_RECORDS SHOWN_:
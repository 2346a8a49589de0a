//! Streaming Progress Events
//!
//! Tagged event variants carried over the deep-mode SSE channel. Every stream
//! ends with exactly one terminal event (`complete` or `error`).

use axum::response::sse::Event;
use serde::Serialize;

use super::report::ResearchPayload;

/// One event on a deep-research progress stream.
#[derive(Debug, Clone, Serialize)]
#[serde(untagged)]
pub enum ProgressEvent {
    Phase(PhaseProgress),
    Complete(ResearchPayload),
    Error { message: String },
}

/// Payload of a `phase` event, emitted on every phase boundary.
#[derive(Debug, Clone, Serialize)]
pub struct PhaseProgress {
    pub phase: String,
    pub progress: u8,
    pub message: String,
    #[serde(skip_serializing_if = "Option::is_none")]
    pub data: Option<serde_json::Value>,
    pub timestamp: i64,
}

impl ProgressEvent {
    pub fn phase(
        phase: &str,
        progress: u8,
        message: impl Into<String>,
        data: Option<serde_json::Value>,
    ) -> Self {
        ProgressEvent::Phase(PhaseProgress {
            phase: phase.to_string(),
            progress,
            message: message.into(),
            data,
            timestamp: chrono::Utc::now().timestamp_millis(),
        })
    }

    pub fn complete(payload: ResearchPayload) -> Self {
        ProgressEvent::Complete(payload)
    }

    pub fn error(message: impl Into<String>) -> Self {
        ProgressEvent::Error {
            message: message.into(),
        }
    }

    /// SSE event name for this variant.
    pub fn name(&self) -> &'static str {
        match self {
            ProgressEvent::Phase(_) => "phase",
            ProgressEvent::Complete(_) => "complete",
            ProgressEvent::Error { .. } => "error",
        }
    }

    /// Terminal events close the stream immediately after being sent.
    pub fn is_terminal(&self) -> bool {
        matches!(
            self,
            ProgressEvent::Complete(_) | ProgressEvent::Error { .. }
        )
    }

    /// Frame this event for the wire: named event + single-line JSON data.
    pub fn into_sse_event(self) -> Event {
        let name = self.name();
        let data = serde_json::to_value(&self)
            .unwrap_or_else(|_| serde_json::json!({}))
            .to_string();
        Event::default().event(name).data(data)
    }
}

_ACTION ITEM_:
Would you please copy the material above exactly, with nothing left out?

_EXPECTED ANSWER_:
repository 2346a8a49589de0a
//! Streaming Progress Events
//!
//! Tagged event variants carried over the deep-mode SSE channel. Every stream
//! ends with exactly one terminal event (`complete` or `error`).

use axum::response::sse::Event;
use serde::Serialize;

use super::report::ResearchPayload;

/// One event on a deep-research progress stream.
#[derive(Debug, Clone, Serialize)]
#[serde(untagged)]
pub enum ProgressEvent {
    Phase(PhaseProgress),
    Complete(ResearchPayload),
    Error { message: String },
}

/// Payload of a `phase` event, emitted on every phase boundary.
#[derive(Debug, Clone, Serialize)]
pub struct PhaseProgress {
    pub phase: String,
    pub progress: u8,
    pub message: String,
    #[serde(skip_serializing_if = "Option::is_none")]
    pub data: Option<serde_json::Value>,
    pub timestamp: i64,
}

impl ProgressEvent {
    pub fn phase(
        phase: &str,
        progress: u8,
        message: impl Into<String>,
        data: Option<serde_json::Value>,
    ) -> Self {
        ProgressEvent::Phase(PhaseProgress {
            phase: phase.to_string(),
            progress,
            message: message.into(),
            data,
            timestamp: chrono::Utc::now().timestamp_millis(),
        })
    }

    pub fn complete(payload: ResearchPayload) -> Self {
        ProgressEvent::Complete(payload)
    }

    pub fn error(message: impl Into<String>) -> Self {
        ProgressEvent::Error {
            message: message.into(),
        }
    }

    /// SSE event name for this variant.
    pub fn name(&self) -> &'static str {
        match self {
            ProgressEvent::Phase(_) => "phase",
            ProgressEvent::Complete(_) => "complete",
            ProgressEvent::Error { .. } => "error",
        }
    }

    /// Terminal events close the stream immediately after being sent.
    pub fn is_terminal(&self) -> bool {
        matches!(
            self,
            ProgressEvent::Complete(_) | ProgressEvent::Error { .. }
        )
    }

    /// Frame this event for the wire: named event + single-line JSON data.
    pub fn into_sse_event(self) -> Event {
        let name = self.name();
        let data = serde_json::to_value(&self)
            .unwrap_or_else(|_| serde_json::json!({}))
            .to_string();
        Event::default().event(name).data(data)
    }
}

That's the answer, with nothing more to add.